Lexie Woolf llevaba unos pantalones de quinientos dólares, pero en su risa no había nada falso. Era delgada, bajita y sin muchas curvas… precisamente, su tipo favorito de mujer. Y lo peor era que se reía de verdad. De hecho, cuando lo hacía arrugaba toda la cara y mostraba una dentadura perfecta, excepto por un diente un poco roto, que le daba un aspecto adorable. Esa risa podría hacer que le diera vueltas la cabeza, aunque no hubiera tenido también aquellos pechos y los ojos color chocolate y una boca tan sexy… Lexie se reía de corazón. Se reía como si le gustara la vida. Se reía como el tipo de mujer que se deja ir cuando se apaga la luz.
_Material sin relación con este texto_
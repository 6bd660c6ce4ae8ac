use clap::Args;
use miette::Result;
use pmd_px::PxOptions;
use pmd_sir0::Sir0Options;
use std::path::PathBuf;
use tracing::info;

use crate::commands::px::{Format, Level};
use crate::commands::{read_input, write_output};

/// Settings shared by every command that compresses
#[derive(Args, Debug, Clone, Copy)]
pub struct CompressionArgs {
    /// Container to produce
    #[arg(long, value_enum, default_value_t = Format::Pkdpx)]
    pub format: Format,

    /// Effort spent looking for repeats
    #[arg(long, value_enum, default_value_t = Level::Best)]
    pub level: Level,

    /// Never emit pattern commands
    #[arg(long, default_value_t = false)]
    pub no_patterns: bool,

    /// Wrap the container in SIR0
    #[arg(long, default_value_t = false)]
    pub sir0: bool,
}

impl CompressionArgs {
    pub fn compress(&self, data: &[u8]) -> Result<Vec<u8>> {
        let options = PxOptions::builder()
            .level(self.level.into())
            .patterns(!self.no_patterns)
            .build();

        Ok(if self.sir0 {
            pmd_px::compress_sir0(data, self.format.into(), options, Sir0Options::default())?
        } else {
            pmd_px::compress(data, self.format.into(), options)?
        })
    }
}

#[derive(Args)]
pub struct CompressArgs {
    /// A file to compress
    #[arg(short, long, value_name = "FILE")]
    file: PathBuf,

    /// Where to write the container
    #[arg(short, long, value_name = "FILE")]
    output: PathBuf,

    #[command(flatten)]
    compression: CompressionArgs,

    /// Allow overwriting the target
    #[arg(long, default_value_t = false)]
    overwrite: bool,
}

impl CompressArgs {
    pub fn handle(&self) -> Result<()> {
        let data = read_input(&self.file)?;
        let compressed = self.compression.compress(&data)?;

        info!(
            "writing {} ({} -> {} bytes)",
            self.output.display(),
            data.len(),
            compressed.len()
        );
        write_output(&self.output, &compressed, self.overwrite)
    }
}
Tenía que controlarse, pensó Cash. Y lo intentó. Siguió charlando con sus invitados, pero no podía dejar de mirarla. En ese momento, Lexie estaba intentando pinchar unos guisantes con el tenedor, pero la mitad cayó al suelo porque estaba muy concentrada hablando con su hijo. Normalmente, sus clientes charlaban con Sammy, pero no le prestaban demasiada atención. Hablaban con él, distraídos. Pero ella, no. A ella le gustaban los niños. Cash maldijo en silencio. Lexie Woolf no solo era un problema. Era un serio problema. Cash era reacio a las mujeres, porque habían sido una plaga en su vida. Sobre todo, las mujeres con cerebro. Pero tenía treinta y cuatro años y sabía suficiente como para reconocer a una que pudiera romperle el corazón.
Su debilidad era Sammy. Y Lexie lo trataba como si fuera el niño más fascinante del mundo. Lo que ella no sabía era que Sammy nunca, jamás, hablaba con mujeres extrañas.
Sammy, a los ocho años, era tan reacio a las mujeres como él mismo.
Cash pudo seguir observándola a placer durante el postre. Y la preocupación aumentó. Sammy parecía encantado con ella.
Cash intentó escuchar lo que decían.
– Pues sí, tengo una fotografía de mi familia… espera un momento -estaba diciendo Lexie. Cuando intentó sacar algo del monedero, su servilleta cayó al suelo. Y después la cucharilla.
Sammy miró la fotografía.
– ¿Estos son tus padres? No te pareces nada.
Cash miró la fotografía y se quedó sorprendido. Normalmente, no había nada sorprendente en los retratos familiares, pero sí en aquel. Todos eran altos y muy rubios, tipo nórdico. Y luego estaba Lexie, pequeñita y morena, con aquellos ojos exóticos…
– Es que, en realidad, soy adoptada. Perdí a mis verdaderos padres cuando tenía tres años.
– ¿Eres adoptada? -repitió el niño. Cash se puso tenso. Lexie no sabía que aquel era un tema delicado.
– Sí.
– ¿Y qué pasó con tus padres? ¿Se murieron?
– Sammy -lo interrumpió Cash-. Ya sé que sientes curiosidad, pero es posible que a la señorita Woolf no le apetezca contarte cosas tan personales. Puedes preguntarle dónde vive, dónde trabaja y cosas así.
– Pero, Cash, yo solo quería saber cómo la adoptaron…
– No pasa nada -dijo Lexie-. Aunque tu padre tiene razón. A algunas personas podría no gustarles contar estas cosas. Pero a mí no me importa. Mis padres murieron durante un robo. Fue horrible, pero entonces los Woolf me adoptaron y me quisieron tanto como mis propios padres.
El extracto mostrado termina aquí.